■ What the exercise asks ■
Repeat nothing but the lines below running from the one containing "filename src/core/registry.rs" to the one containing "deterministic, insertion-ordered traversal.". Keep both end lines.
──────
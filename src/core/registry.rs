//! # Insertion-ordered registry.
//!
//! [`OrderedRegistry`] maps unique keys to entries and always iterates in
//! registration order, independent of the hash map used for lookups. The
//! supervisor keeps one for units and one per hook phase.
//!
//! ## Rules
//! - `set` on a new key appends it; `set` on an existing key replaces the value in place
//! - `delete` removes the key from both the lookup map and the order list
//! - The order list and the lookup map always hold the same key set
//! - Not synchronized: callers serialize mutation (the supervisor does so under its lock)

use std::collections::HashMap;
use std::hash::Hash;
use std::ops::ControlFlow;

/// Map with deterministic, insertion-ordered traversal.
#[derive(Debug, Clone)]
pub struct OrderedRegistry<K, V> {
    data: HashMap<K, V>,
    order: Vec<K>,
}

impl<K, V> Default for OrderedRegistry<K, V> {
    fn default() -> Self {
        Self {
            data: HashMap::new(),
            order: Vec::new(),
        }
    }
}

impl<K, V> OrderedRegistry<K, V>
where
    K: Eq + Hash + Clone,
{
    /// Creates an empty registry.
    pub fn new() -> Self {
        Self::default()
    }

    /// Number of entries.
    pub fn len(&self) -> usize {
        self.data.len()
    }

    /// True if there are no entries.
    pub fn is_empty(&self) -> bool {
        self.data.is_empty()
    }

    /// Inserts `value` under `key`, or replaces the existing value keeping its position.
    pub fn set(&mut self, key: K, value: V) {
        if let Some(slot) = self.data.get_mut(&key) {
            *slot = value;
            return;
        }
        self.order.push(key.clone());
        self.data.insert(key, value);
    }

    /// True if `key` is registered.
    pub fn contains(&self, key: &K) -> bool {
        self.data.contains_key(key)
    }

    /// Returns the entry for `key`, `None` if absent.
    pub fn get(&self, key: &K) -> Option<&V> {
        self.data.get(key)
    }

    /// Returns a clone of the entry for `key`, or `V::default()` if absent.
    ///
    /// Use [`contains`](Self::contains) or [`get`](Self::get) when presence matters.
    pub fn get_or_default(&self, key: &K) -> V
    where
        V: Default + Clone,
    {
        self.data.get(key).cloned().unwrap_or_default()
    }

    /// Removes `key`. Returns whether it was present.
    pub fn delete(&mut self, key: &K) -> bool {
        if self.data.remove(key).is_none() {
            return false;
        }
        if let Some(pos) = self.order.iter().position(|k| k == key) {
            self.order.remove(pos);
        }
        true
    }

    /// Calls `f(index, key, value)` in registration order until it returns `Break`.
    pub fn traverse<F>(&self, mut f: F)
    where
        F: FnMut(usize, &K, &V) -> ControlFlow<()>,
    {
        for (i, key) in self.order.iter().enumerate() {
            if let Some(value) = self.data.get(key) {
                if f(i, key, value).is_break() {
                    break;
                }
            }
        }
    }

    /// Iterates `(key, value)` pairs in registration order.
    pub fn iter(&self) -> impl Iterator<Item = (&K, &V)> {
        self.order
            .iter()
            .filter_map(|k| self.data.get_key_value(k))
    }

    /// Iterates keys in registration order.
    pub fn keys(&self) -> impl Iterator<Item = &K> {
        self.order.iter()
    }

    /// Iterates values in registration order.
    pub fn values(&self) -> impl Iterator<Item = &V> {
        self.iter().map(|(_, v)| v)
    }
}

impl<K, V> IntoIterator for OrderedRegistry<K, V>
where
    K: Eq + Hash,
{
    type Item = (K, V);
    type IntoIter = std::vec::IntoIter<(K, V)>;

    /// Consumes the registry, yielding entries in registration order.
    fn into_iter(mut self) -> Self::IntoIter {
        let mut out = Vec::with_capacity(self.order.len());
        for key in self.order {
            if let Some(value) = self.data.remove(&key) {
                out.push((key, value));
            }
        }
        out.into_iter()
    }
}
──────
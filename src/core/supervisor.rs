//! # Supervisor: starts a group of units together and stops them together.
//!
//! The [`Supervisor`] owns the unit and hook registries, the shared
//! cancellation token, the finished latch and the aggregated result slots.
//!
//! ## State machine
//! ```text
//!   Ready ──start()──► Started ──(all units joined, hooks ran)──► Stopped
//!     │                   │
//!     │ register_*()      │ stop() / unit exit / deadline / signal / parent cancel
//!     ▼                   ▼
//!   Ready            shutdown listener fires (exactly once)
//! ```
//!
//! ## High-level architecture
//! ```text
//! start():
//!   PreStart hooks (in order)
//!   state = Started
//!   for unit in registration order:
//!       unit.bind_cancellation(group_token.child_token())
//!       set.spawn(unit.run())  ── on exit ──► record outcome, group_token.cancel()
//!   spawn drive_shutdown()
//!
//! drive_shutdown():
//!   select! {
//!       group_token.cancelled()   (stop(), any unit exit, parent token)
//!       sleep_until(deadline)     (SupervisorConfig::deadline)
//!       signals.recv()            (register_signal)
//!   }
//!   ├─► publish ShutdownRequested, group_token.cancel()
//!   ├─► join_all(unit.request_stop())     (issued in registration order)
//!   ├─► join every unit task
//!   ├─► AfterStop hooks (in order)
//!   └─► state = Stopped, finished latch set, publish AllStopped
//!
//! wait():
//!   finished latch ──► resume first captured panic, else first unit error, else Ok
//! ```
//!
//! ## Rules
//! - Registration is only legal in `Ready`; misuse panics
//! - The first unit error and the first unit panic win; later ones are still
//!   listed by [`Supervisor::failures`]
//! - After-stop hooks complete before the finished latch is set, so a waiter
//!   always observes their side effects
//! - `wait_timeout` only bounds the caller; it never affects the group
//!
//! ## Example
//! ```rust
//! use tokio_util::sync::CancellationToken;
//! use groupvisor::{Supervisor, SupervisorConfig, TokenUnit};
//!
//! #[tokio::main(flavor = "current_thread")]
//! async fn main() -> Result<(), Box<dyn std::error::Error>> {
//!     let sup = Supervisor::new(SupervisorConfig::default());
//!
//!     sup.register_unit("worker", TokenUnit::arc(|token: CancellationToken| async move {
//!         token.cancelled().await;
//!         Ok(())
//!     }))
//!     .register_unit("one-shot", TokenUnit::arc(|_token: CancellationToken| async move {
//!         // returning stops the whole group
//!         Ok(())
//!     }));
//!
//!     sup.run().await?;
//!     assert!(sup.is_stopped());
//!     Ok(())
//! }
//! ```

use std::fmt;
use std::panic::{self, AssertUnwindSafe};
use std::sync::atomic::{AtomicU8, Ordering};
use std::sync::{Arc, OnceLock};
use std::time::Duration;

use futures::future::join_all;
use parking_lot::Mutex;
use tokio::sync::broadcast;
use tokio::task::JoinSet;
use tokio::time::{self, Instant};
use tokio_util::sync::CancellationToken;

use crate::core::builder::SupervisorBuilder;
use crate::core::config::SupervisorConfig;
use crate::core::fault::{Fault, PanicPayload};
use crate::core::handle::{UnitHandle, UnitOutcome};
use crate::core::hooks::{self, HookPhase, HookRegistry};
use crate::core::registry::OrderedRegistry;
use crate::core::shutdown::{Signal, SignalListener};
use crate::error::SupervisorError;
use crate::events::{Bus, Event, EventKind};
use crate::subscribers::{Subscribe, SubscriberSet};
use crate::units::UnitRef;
──────
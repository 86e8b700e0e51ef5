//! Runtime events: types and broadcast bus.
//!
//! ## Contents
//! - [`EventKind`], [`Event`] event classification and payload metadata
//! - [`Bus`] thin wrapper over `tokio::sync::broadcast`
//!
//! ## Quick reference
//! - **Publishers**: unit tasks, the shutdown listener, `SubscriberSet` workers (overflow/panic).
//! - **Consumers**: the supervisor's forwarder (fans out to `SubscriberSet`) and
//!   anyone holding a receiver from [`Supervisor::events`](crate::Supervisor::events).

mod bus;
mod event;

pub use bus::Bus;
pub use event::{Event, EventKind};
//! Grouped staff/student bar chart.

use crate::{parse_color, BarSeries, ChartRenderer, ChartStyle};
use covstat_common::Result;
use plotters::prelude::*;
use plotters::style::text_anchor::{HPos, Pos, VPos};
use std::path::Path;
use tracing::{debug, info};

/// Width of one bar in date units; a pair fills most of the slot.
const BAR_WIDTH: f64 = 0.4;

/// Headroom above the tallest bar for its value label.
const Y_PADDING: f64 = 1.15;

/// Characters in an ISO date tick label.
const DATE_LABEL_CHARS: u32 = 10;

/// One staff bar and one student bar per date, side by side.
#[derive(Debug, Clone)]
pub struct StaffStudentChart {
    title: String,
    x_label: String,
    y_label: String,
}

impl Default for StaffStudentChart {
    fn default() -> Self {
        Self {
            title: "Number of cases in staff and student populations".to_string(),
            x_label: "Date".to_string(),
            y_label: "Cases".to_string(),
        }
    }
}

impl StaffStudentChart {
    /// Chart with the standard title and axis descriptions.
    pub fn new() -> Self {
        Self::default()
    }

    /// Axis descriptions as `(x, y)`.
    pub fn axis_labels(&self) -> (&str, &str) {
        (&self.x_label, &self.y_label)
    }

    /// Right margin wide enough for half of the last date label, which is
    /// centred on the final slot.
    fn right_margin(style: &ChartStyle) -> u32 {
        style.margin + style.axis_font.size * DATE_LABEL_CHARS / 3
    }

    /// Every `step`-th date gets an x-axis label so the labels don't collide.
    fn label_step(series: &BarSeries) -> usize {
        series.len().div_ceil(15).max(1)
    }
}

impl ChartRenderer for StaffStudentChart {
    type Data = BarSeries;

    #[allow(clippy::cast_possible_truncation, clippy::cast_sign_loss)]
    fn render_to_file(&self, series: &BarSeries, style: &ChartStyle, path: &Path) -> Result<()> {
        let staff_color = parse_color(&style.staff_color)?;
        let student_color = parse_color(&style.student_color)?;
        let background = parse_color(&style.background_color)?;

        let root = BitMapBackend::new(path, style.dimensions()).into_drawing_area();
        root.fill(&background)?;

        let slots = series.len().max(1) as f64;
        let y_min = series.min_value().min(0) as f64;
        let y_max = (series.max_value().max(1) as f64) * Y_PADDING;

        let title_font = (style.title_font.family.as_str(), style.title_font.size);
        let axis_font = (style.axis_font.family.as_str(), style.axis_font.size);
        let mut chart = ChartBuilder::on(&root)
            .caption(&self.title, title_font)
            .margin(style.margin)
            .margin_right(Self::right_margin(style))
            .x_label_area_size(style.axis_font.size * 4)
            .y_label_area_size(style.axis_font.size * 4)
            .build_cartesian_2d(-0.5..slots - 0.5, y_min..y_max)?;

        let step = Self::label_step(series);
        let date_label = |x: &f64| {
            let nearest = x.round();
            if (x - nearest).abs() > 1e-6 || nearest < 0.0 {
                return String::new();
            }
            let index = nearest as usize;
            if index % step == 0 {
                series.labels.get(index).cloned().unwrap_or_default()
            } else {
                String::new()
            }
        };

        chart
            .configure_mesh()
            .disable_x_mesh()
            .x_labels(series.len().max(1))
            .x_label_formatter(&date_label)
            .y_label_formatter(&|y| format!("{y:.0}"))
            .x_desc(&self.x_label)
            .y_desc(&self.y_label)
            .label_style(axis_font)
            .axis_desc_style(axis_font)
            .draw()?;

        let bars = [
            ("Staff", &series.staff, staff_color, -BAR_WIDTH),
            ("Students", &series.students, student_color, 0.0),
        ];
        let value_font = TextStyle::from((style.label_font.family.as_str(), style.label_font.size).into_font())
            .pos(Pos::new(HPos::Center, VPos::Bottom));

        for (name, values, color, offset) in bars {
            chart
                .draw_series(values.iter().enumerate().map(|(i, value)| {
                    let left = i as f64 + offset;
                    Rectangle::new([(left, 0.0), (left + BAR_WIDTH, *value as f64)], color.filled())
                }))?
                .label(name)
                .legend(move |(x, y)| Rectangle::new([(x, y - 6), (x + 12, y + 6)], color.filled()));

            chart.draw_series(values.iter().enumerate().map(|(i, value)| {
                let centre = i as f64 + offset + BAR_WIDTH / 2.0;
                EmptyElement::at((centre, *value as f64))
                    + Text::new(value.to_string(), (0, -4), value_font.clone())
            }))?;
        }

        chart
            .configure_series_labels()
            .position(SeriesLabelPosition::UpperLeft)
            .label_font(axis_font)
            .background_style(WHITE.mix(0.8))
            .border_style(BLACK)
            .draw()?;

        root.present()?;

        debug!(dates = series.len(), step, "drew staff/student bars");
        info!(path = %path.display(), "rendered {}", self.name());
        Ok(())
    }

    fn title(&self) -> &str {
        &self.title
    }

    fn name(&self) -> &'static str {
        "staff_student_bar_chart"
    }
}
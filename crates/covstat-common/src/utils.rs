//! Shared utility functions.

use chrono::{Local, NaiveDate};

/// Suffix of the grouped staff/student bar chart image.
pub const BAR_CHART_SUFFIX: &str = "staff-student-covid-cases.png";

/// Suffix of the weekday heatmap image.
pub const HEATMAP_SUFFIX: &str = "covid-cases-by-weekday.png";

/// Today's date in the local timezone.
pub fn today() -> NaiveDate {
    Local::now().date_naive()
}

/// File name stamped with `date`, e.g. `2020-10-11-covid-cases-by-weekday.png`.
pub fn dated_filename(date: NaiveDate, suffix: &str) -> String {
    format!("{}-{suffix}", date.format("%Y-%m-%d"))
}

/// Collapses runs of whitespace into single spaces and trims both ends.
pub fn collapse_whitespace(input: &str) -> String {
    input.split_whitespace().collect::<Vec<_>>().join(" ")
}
──────
■ Answer for this exercise ■
filename src/core/registry.rs
//! # Insertion-ordered registry.
//!
//! [`OrderedRegistry`] maps unique keys to entries and always iterates in
//! registration order, independent of the hash map used for lookups. The
//! supervisor keeps one for units and one per hook phase.
//!
//! ## Rules
//! - `set` on a new key appends it; `set` on an existing key replaces the value in place
//! - `delete` removes the key from both the lookup map and the order list
//! - The order list and the lookup map always hold the same key set
//! - Not synchronized: callers serialize mutation (the supervisor does so under its lock)

use std::collections::HashMap;
use std::hash::Hash;
use std::ops::ControlFlow;

/// Map with deterministic, insertion-ordered traversal.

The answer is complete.